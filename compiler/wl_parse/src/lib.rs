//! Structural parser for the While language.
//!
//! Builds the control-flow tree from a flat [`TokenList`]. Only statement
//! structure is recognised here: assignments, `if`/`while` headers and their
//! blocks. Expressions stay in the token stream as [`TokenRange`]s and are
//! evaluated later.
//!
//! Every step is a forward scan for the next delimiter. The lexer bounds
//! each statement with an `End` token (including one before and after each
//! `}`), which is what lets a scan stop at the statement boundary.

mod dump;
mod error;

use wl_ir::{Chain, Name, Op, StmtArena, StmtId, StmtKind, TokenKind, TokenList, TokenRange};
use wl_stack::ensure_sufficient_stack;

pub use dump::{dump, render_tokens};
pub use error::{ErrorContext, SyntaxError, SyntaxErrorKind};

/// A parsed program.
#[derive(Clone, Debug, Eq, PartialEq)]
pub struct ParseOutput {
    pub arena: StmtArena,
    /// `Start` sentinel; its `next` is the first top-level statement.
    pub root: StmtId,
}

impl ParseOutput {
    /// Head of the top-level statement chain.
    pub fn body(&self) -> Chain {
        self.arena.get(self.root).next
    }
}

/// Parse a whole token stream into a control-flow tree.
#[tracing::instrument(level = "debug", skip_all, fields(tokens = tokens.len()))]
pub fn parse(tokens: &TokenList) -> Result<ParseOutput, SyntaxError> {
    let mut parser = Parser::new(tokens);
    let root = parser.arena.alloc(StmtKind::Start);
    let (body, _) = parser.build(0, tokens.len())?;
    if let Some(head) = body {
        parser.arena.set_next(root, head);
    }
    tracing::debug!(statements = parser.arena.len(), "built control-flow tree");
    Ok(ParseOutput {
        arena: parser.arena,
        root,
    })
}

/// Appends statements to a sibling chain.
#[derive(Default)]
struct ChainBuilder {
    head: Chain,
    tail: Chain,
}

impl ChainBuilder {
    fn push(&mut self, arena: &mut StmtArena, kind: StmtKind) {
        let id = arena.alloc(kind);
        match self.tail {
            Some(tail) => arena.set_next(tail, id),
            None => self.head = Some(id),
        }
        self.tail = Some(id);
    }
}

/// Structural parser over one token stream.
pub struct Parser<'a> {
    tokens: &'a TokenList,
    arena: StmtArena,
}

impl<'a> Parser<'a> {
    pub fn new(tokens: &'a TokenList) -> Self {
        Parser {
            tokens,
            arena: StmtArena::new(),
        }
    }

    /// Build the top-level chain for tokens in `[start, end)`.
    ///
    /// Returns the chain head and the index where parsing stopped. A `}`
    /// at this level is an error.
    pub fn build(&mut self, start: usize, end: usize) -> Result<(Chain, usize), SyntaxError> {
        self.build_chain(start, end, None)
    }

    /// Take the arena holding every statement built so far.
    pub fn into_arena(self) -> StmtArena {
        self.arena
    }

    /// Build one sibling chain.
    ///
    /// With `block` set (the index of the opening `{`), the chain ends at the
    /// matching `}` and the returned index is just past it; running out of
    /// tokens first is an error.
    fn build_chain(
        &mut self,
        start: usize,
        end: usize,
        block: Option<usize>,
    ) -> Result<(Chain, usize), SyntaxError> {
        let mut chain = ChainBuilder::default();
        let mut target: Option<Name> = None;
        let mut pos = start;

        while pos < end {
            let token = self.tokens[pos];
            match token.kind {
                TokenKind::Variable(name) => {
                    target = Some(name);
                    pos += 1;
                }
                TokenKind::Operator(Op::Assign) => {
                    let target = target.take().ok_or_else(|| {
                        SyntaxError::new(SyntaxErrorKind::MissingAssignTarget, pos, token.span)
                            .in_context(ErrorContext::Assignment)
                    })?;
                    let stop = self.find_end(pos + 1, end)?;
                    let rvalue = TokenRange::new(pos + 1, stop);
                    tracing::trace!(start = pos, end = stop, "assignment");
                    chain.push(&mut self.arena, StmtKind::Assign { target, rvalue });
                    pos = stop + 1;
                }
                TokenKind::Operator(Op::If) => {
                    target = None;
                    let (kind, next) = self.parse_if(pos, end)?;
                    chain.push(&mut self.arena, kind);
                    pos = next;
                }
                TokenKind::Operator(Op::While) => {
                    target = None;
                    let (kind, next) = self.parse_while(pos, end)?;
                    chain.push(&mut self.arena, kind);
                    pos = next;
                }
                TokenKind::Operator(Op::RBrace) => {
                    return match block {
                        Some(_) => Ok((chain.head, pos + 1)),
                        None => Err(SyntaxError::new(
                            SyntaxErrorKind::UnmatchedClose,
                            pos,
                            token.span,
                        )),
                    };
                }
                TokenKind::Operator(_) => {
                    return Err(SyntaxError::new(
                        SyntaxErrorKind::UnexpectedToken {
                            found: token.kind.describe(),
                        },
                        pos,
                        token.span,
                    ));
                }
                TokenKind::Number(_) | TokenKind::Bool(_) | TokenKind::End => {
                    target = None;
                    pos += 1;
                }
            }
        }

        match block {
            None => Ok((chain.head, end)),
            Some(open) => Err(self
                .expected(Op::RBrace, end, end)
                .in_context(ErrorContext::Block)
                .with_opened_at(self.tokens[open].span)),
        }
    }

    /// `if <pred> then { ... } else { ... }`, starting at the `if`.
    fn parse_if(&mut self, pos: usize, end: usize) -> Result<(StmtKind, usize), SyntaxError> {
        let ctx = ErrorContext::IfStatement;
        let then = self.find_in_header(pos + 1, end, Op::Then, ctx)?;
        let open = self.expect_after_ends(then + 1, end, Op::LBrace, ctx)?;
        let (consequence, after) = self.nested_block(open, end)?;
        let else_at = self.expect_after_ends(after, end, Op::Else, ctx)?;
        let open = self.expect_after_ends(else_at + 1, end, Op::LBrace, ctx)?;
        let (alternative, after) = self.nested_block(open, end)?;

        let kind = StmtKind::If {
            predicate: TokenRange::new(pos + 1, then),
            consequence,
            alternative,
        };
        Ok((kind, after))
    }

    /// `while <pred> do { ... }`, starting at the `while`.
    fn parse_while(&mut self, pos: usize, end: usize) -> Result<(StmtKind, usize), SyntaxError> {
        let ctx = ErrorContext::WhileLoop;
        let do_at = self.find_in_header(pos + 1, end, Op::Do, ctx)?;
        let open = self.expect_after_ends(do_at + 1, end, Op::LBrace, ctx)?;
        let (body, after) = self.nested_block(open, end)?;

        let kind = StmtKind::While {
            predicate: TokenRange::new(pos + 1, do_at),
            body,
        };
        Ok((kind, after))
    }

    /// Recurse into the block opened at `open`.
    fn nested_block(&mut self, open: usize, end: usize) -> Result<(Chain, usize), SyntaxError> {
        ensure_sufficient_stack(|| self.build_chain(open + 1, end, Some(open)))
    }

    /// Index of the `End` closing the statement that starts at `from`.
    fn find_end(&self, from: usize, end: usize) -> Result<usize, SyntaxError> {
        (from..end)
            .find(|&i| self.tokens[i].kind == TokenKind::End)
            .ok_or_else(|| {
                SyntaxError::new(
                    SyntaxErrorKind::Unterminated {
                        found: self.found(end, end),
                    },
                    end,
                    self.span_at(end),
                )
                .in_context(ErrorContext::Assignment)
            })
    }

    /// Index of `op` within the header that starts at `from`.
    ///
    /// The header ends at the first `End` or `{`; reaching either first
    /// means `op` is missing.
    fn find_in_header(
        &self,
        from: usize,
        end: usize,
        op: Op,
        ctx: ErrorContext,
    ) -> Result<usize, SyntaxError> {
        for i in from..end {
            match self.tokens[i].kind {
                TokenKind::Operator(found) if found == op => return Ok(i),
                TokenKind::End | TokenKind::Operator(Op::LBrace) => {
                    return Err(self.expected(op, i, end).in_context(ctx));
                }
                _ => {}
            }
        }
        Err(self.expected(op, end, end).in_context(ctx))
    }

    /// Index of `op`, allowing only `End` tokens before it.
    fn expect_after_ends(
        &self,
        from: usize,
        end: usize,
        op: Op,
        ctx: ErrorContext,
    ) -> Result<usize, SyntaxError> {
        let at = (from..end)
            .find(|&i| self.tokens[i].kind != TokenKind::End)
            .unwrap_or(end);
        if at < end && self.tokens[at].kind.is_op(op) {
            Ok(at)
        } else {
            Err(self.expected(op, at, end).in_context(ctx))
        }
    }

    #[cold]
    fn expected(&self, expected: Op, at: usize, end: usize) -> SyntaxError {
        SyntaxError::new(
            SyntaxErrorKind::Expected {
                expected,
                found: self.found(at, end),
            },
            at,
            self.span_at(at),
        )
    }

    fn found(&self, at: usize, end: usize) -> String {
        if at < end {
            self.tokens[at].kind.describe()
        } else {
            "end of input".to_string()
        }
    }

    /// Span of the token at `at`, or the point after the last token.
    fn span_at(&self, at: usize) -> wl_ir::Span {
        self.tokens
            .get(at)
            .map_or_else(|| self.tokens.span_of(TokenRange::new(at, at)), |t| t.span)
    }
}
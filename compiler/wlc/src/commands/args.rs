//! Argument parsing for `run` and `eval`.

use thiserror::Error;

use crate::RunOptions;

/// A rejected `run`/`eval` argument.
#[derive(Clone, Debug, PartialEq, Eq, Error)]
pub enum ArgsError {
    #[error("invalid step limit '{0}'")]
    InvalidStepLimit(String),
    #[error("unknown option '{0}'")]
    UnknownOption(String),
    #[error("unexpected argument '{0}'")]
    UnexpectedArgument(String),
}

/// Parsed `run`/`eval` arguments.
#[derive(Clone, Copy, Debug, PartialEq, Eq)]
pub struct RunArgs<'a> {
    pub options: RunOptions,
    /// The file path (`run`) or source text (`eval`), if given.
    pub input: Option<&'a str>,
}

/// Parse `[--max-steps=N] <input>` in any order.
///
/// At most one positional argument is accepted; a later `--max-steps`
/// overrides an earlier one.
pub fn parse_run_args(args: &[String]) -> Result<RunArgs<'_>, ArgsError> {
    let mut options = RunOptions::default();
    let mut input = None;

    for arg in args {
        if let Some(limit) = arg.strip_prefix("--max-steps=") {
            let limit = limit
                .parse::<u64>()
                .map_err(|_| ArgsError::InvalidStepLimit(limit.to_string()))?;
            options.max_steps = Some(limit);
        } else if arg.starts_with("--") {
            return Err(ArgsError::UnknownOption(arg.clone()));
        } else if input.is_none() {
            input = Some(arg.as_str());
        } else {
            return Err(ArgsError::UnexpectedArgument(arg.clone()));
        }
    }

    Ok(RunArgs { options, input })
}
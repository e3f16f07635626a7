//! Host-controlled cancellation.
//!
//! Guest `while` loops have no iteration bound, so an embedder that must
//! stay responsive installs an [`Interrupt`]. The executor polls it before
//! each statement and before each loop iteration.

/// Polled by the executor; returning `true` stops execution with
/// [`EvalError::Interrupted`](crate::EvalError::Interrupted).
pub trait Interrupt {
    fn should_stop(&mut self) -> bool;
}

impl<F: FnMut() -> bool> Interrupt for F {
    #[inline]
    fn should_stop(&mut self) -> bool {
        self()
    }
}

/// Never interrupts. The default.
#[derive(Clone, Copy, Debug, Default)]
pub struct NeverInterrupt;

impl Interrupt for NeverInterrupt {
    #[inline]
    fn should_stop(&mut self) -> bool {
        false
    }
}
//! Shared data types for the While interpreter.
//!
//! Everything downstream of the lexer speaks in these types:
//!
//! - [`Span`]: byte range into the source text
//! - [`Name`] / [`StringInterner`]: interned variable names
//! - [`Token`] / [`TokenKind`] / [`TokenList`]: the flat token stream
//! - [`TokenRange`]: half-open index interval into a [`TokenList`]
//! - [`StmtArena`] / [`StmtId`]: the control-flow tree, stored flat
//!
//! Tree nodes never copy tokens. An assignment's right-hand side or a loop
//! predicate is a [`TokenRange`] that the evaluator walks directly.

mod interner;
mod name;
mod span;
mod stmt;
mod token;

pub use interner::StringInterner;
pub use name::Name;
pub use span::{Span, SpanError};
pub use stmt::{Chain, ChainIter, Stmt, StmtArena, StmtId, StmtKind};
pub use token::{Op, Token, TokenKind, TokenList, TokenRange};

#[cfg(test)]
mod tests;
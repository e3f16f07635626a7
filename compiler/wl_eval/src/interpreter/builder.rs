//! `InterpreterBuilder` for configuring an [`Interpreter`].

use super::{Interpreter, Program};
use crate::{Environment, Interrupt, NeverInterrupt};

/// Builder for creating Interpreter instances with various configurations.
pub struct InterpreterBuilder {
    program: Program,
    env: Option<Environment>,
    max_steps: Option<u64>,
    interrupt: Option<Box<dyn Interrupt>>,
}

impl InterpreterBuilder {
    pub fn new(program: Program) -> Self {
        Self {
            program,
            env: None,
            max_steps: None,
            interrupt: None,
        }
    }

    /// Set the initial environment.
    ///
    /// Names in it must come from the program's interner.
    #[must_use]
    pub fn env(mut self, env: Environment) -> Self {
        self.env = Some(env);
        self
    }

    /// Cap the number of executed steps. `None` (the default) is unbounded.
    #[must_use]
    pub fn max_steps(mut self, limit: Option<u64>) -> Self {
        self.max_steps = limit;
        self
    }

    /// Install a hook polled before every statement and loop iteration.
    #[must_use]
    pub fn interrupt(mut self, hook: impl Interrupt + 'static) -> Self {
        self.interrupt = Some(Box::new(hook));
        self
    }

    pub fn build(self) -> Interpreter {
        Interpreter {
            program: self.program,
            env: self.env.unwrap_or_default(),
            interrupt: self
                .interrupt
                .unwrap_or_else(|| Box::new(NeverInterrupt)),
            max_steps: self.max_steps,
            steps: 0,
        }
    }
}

**Work item**
Write out exactly the lines above between the line with "first top-level statement." and the line with "chain ends at the", inclusive, and nothing beyond them.

**Exercise response**
    /// `Start` sentinel; its `next` is the first top-level statement.
    pub root: StmtId,
}

impl ParseOutput {
    /// Head of the top-level statement chain.
    pub fn body(&self) -> Chain {
        self.arena.get(self.root).next
    }
}

/// Parse a whole token stream into a control-flow tree.
#[tracing::instrument(level = "debug", skip_all, fields(tokens = tokens.len()))]
pub fn parse(tokens: &TokenList) -> Result<ParseOutput, SyntaxError> {
    let mut parser = Parser::new(tokens);
    let root = parser.arena.alloc(StmtKind::Start);
    let (body, _) = parser.build(0, tokens.len())?;
    if let Some(head) = body {
        parser.arena.set_next(root, head);
    }
    tracing::debug!(statements = parser.arena.len(), "built control-flow tree");
    Ok(ParseOutput {
        arena: parser.arena,
        root,
    })
}

/// Appends statements to a sibling chain.
#[derive(Default)]
struct ChainBuilder {
    head: Chain,
    tail: Chain,
}

impl ChainBuilder {
    fn push(&mut self, arena: &mut StmtArena, kind: StmtKind) {
        let id = arena.alloc(kind);
        match self.tail {
            Some(tail) => arena.set_next(tail, id),
            None => self.head = Some(id),
        }
        self.tail = Some(id);
    }
}

/// Structural parser over one token stream.
pub struct Parser<'a> {
    tokens: &'a TokenList,
    arena: StmtArena,
}

impl<'a> Parser<'a> {
    pub fn new(tokens: &'a TokenList) -> Self {
        Parser {
            tokens,
            arena: StmtArena::new(),
        }
    }

    /// Build the top-level chain for tokens in `[start, end)`.
    ///
    /// Returns the chain head and the index where parsing stopped. A `}`
    /// at this level is an error.
    pub fn build(&mut self, start: usize, end: usize) -> Result<(Chain, usize), SyntaxError> {
        self.build_chain(start, end, None)
    }

    /// Take the arena holding every statement built so far.
    pub fn into_arena(self) -> StmtArena {
        self.arena
    }

    /// Build one sibling chain.
    ///
    /// With `block` set (the index of the opening `{`), the chain ends at the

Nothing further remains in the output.